The Benefits Part 1: Good Governance and Democracy
The primary benefit of Open Data initiatives put forward its numerous champions lies in the value it can bring to the policy-making process and the debate around it. For example, the underlying information underpinning immigration or healthcare policy can be made available to all, making for much more transparent, and hopefully better decision making. The openness of the weekly UK Hospital Accident and Emergency statistics, which are being given similar prominence as football results shows the power such data can have to shaping the debate. The vast amount of data being released brings a proper scientific rigour and discipline to measuring the performance of all layers of government from macro-economic policy to local traffic levels and makes the scrutiny available to everyone, not just a cabal of civil servants. This should not only drive more effective governance, but also provide a transparent environment with fewer shadows for corruption and political abuse to flourish. The arguments on the links or correlation between data openness and democracy remains open. Whilst the usual suspects (US, UK, Scandinavian countries, Australia and Canada) perform well on both counts, some countries, lag significantly behind. Germany, for example has a lower openness score than Russia or China.
The Benefits Part 2: The Economic Argument
In a 2013 report, McKinsey estimated that open data has the potential to unlock $3 trillion in additional economic value across the global education, transportation, consumer products, energy, health care and consumer finance. The $3 trillion figure seems to be designed primarily to attract attention and headlines, but intuitively one can see how economic value can be obtained through being able to better identify inefficiencies in both the public and private sector, give consumers better information to allow them to choose high-performing companies rather than poorly-performing ones, and driving improvements in consumer products through better industry benchmarking.

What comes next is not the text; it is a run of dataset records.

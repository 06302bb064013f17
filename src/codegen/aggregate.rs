//! Cross-file aggregation.
//!
//! Runs the scanner and the contract validator over every discovered file and
//! folds the findings into one [`Aggregation`] value. Nothing is global: the
//! accumulator is threaded through each per-file step and handed to the
//! emitter once the walk is complete.
//!
//! Failures are isolated per file. An unreadable file, a file that is not a
//! compilation unit, or a declaration that breaks the contract is logged and
//! contributes nothing; the run carries on.

use std::fs;
use std::path::{Path, PathBuf};

use indexmap::IndexMap;
use serde::Serialize;

use super::contract::{CandidateDeclaration, ContractValidator, DeclarationId, Verdict};
use super::discovery::{MatchedFile, has_generated_header};
use super::scanner::{DeclarationScanner, ScanOutcome, module_path_for};

#[derive(Debug, Clone, Copy, PartialEq, Eq, Serialize)]
#[serde(rename_all = "lowercase")]
pub enum OverrideKind {
    Serializer,
    Deserializer,
}

/// User supplied converter replacing the pass-through fallback.
#[derive(Debug, Clone, PartialEq, Eq, Serialize)]
pub struct OverrideBinding {
    pub kind: OverrideKind,
    pub name: String,
    pub module: String,
}

#[derive(Debug, Clone, PartialEq, Eq, Serialize)]
pub struct RejectionRecord {
    pub file: PathBuf,
    pub declaration: String,
    pub reasons: Vec<String>,
}

#[derive(Debug, Clone, PartialEq, Eq, Serialize)]
pub struct FileFailure {
    pub file: PathBuf,
    pub error: String,
}

#[derive(Debug, Clone, Default, Serialize)]
pub struct ScanStats {
    pub files_scanned: usize,
    pub files_not_applicable: usize,
    pub prior_outputs_skipped: usize,
    pub failures: Vec<FileFailure>,
    pub rejections: Vec<RejectionRecord>,
}

/// What one file contributed.
#[derive(Debug, Clone)]
pub struct FileFindings {
    pub file: PathBuf,
    pub module: String,
    pub verdicts: Vec<Verdict>,
    pub serializers: Vec<String>,
    pub deserializers: Vec<String>,
}

/// Running accumulator for one generation run.
#[derive(Debug, Clone, Default)]
pub struct Aggregation {
    candidates: IndexMap<DeclarationId, CandidateDeclaration>,
    serializer: Option<OverrideBinding>,
    deserializer: Option<OverrideBinding>,
    stats: ScanStats,
}

impl Aggregation {
    pub fn new() -> Self {
        Self::default()
    }

    /// Fold one file's findings in. Re-absorbing the same declaration keeps a
    /// single entry; a later override replaces an earlier one.
    pub fn absorb(mut self, findings: FileFindings) -> Self {
        for verdict in findings.verdicts {
            match verdict {
                Verdict::Qualifies(candidate) => {
                    tracing::info!(
                        declaration = candidate.name(),
                        module = candidate.module(),
                        key = candidate.registry_key(),
                        "found encodable declaration"
                    );
                    self.candidates.insert(candidate.id(), candidate);
                }
                Verdict::Rejected(rejection) => {
                    let halves = rejection
                        .halves()
                        .iter()
                        .map(ToString::to_string)
                        .collect::<Vec<_>>()
                        .join(", ");
                    tracing::warn!(
                        file = %findings.file.display(),
                        declaration = %rejection.declaration,
                        missing = %halves,
                        "excluding declaration: {rejection}"
                    );
                    self.stats.rejections.push(RejectionRecord {
                        file: findings.file.clone(),
                        declaration: rejection.declaration.clone(),
                        reasons: rejection.violations.iter().map(ToString::to_string).collect(),
                    });
                }
                Verdict::NotApplicable => {}
            }
        }

        for name in findings.serializers {
            self.serializer = Some(self.bind(OverrideKind::Serializer, name, &findings.module));
        }
        for name in findings.deserializers {
            self.deserializer = Some(self.bind(OverrideKind::Deserializer, name, &findings.module));
        }

        self.stats.files_scanned += 1;
        self
    }

    fn bind(&self, kind: OverrideKind, name: String, module: &str) -> OverrideBinding {
        let previous = match kind {
            OverrideKind::Serializer => self.serializer.as_ref(),
            OverrideKind::Deserializer => self.deserializer.as_ref(),
        };
        if let Some(previous) = previous {
            tracing::warn!(
                kind = ?kind,
                replaced = %previous.name,
                with = %name,
                "multiple overrides found, keeping the last one scanned"
            );
        } else {
            tracing::info!(kind = ?kind, declaration = %name, module, "found override");
        }
        OverrideBinding {
            kind,
            name,
            module: module.to_string(),
        }
    }

    pub fn record_not_applicable(mut self, file: &Path, reason: &str) -> Self {
        tracing::debug!(file = %file.display(), reason, "file not applicable");
        self.stats.files_not_applicable += 1;
        self
    }

    pub fn record_prior_output(mut self, file: &Path) -> Self {
        tracing::debug!(file = %file.display(), "skipping file with generated header");
        self.stats.prior_outputs_skipped += 1;
        self
    }

    pub fn record_failure(mut self, file: &Path, error: String) -> Self {
        tracing::warn!(file = %file.display(), %error, "failed to process file");
        self.stats.failures.push(FileFailure {
            file: file.to_path_buf(),
            error,
        });
        self
    }

    pub fn is_empty(&self) -> bool {
        self.candidates.is_empty()
    }

    pub fn finish(self) -> AggregationResult {
        AggregationResult {
            candidates: self.candidates.into_values().collect(),
            serializer: self.serializer,
            deserializer: self.deserializer,
            stats: self.stats,
        }
    }
}

/// Final, validated result of a run, consumed once by the emitter.
#[derive(Debug, Clone, Default)]
pub struct AggregationResult {
    /// Accepted declarations in first-seen order.
    pub candidates: Vec<CandidateDeclaration>,
    pub serializer: Option<OverrideBinding>,
    pub deserializer: Option<OverrideBinding>,
    pub stats: ScanStats,
}

impl AggregationResult {
    pub fn is_empty(&self) -> bool {
        self.candidates.is_empty()
    }
}

/// Drives scanner and validator across a file list.
#[derive(Debug, Clone)]
pub struct Aggregator {
    scanner: DeclarationScanner,
    validator: ContractValidator,
    source_root: PathBuf,
    crate_prefix: String,
}

impl Aggregator {
    pub fn new(
        scanner: DeclarationScanner,
        validator: ContractValidator,
        source_root: impl Into<PathBuf>,
        crate_prefix: impl Into<String>,
    ) -> Self {
        Self {
            scanner,
            validator,
            source_root: source_root.into(),
            crate_prefix: crate_prefix.into(),
        }
    }

    pub fn run<'a>(&self, files: impl IntoIterator<Item = &'a MatchedFile>) -> AggregationResult {
        let aggregation = files
            .into_iter()
            .fold(Aggregation::new(), |acc, file| self.scan_file(acc, file));

        let result = aggregation.finish();
        tracing::info!(
            declarations = result.candidates.len(),
            files_scanned = result.stats.files_scanned,
            not_applicable = result.stats.files_not_applicable,
            rejected = result.stats.rejections.len(),
            failures = result.stats.failures.len(),
            serializer = result.serializer.as_ref().map(|b| b.name.as_str()),
            deserializer = result.deserializer.as_ref().map(|b| b.name.as_str()),
            "aggregation complete"
        );
        result
    }

    /// One per-file step: read, scan, validate, fold.
    pub fn scan_file(&self, acc: Aggregation, file: &MatchedFile) -> Aggregation {
        let Some(module) = module_path_for(&self.source_root, &file.path, &self.crate_prefix)
        else {
            return acc.record_not_applicable(&file.relative, "no module path for file");
        };

        let source = match fs::read_to_string(&file.path) {
            Ok(source) => source,
            Err(err) => return acc.record_failure(&file.relative, err.to_string()),
        };
        if has_generated_header(&source) {
            return acc.record_prior_output(&file.relative);
        }

        let declarations = match self.scanner.scan_source(&source) {
            ScanOutcome::Scanned(declarations) => declarations,
            ScanOutcome::NotApplicable(reason) => {
                return acc.record_not_applicable(&file.relative, &reason);
            }
        };

        let findings = FileFindings {
            file: file.relative.clone(),
            verdicts: declarations
                .encodables()
                .map(|decl| self.validator.validate(decl, &module))
                .collect(),
            serializers: declarations.serializers().map(|d| d.name.clone()).collect(),
            deserializers: declarations.deserializers().map(|d| d.name.clone()).collect(),
            module,
        };

        acc.absorb(findings)
    }
}

#[cfg(test)]
mod tests {
    use super::*;
    use tempfile::TempDir;

    const ALPHA: &str = r#"
        #[encodable]
        pub struct Alpha;
        impl Alpha {
            pub fn to_map(&self) -> HashMap<String, Value> { todo!() }
            pub fn from_map(map: HashMap<String, Value>) -> Self { todo!() }
        }
    "#;

    fn findings_for(source: &str, module: &str) -> FileFindings {
        let ScanOutcome::Scanned(found) = DeclarationScanner::default().scan_source(source) else {
            panic!("scan failed");
        };
        let validator = ContractValidator::default();
        FileFindings {
            file: PathBuf::from(format!("{module}.rs")),
            module: module.to_string(),
            verdicts: found.encodables().map(|d| validator.validate(d, module)).collect(),
            serializers: found.serializers().map(|d| d.name.clone()).collect(),
            deserializers: found.deserializers().map(|d| d.name.clone()).collect(),
        }
    }

    fn write(dir: &TempDir, rel: &str, content: &str) -> MatchedFile {
        let path = dir.path().join(rel);
        fs::create_dir_all(path.parent().unwrap()).unwrap();
        fs::write(&path, content).unwrap();
        MatchedFile {
            path,
            relative: PathBuf::from(rel),
        }
    }

    fn aggregator(dir: &TempDir) -> Aggregator {
        Aggregator::new(
            DeclarationScanner::default(),
            ContractValidator::default(),
            dir.path().join("src"),
            "crate",
        )
    }

    #[test]
    fn test_absorbing_same_file_twice_does_not_duplicate() {
        let result = Aggregation::new()
            .absorb(findings_for(ALPHA, "crate::alpha"))
            .absorb(findings_for(ALPHA, "crate::alpha"))
            .finish();
        assert_eq!(result.candidates.len(), 1);
    }

    #[test]
    fn test_same_name_in_different_modules_is_distinct() {
        let result = Aggregation::new()
            .absorb(findings_for(ALPHA, "crate::a"))
            .absorb(findings_for(ALPHA, "crate::b"))
            .finish();
        assert_eq!(result.candidates.len(), 2);
    }

    #[test]
    fn test_last_override_wins() {
        let result = Aggregation::new()
            .absorb(findings_for("#[codec_serializer] struct First;", "crate::one"))
            .absorb(findings_for("#[codec_serializer] struct Second;", "crate::two"))
            .finish();
        let serializer = result.serializer.unwrap();
        assert_eq!(serializer.name, "Second");
        assert_eq!(serializer.module, "crate::two");
        assert!(result.deserializer.is_none());
    }

    #[test]
    fn test_rejections_are_recorded_not_included() {
        let result = Aggregation::new()
            .absorb(findings_for("#[encodable] struct Broken;", "crate::broken"))
            .finish();
        assert!(result.is_empty());
        assert_eq!(result.stats.rejections.len(), 1);
        assert_eq!(result.stats.rejections[0].declaration, "Broken");
        assert_eq!(result.stats.rejections[0].reasons.len(), 2);
    }

    #[test]
    fn test_scan_file_isolates_unparseable_files() {
        let dir = TempDir::new().unwrap();
        let broken = write(&dir, "src/broken.rs", "this is not rust {");
        let alpha = write(&dir, "src/alpha.rs", ALPHA);

        let result = aggregator(&dir).run([&broken, &alpha]);

        assert_eq!(result.candidates.len(), 1);
        assert_eq!(result.candidates[0].module(), "crate::alpha");
        assert_eq!(result.stats.files_not_applicable, 1);
        assert_eq!(result.stats.files_scanned, 1);
    }

    #[test]
    fn test_scan_file_records_read_failures() {
        let dir = TempDir::new().unwrap();
        let missing = MatchedFile {
            path: dir.path().join("src/missing.rs"),
            relative: PathBuf::from("src/missing.rs"),
        };

        let result = aggregator(&dir).run([&missing]);

        assert!(result.is_empty());
        assert_eq!(result.stats.failures.len(), 1);
        assert_eq!(result.stats.failures[0].file, PathBuf::from("src/missing.rs"));
    }

    #[test]
    fn test_scan_file_skips_generated_header() {
        let dir = TempDir::new().unwrap();
        let generated = write(
            &dir,
            "src/registry.rs",
            &format!("// @generated by codec-registry-gen. Do not edit by hand.\n{ALPHA}"),
        );

        let result = aggregator(&dir).run([&generated]);

        assert!(result.is_empty());
        assert_eq!(result.stats.prior_outputs_skipped, 1);
    }

    #[test]
    fn test_files_outside_source_root_are_not_applicable() {
        let dir = TempDir::new().unwrap();
        let outside = write(&dir, "build/alpha.rs", ALPHA);

        let result = aggregator(&dir).run([&outside]);

        assert!(result.is_empty());
        assert_eq!(result.stats.files_not_applicable, 1);
    }
}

The Benefits Part 3: Driving Innovation
The area that is most aligned with the topics discussed on this site is the way Open Data creates the opportunities for new services and businesses that would not have been possible previously. In recognition of the fact that government departments are not usually the engines of innovation and creativity, opening up data allows all sorts of players, from students to multinationals to fill in the gap. Currently, there are a multitude of data visualisation sites that operate off open data sources, many of which being student projects. A very good repository of London-centric visualisations can be found at the Mapping London website, which hosts an impressive span of data-driven maps.
Compared to the number of data visualisation sites, the start-up scene seems to be lagging behind, and though is getting pushed along by government assistance. Nevertheless, a number of initiatives are beginning to break through. Spend Network, collates and analyses European and UK prublic procurement, allowing for inefficiencies to be identified. Zoopla, the house buying network makes use of Land Registry information to provide buyers with pricing information, while Mastodon C, a big data company exposed great variations in the prescription of generic and proprietary drugs.
Looking ahead
As we have seen, the Open Data initiative is one of the key trends that is shaping the digitalisation of society. However, simply putting an Excel file on a web site, does not on its own have a transformative effect. The reality is that simply making data open to third parties does not in itself create openness, as only the most numerically-literate among us will be able to make any sense of it. What is required is for the data to be be reliable and machine-readable in the easiest and most autonomous way possible, allowing for companies, individuals, the non-profit sector and government itself to use a host of data analytics and visualisation tools to capture meaning and drive action. Paradoxically, this means that for Open Data platforms to provide people with the best understanding, they must focus on making the data readable by other computers rather than by the end-user.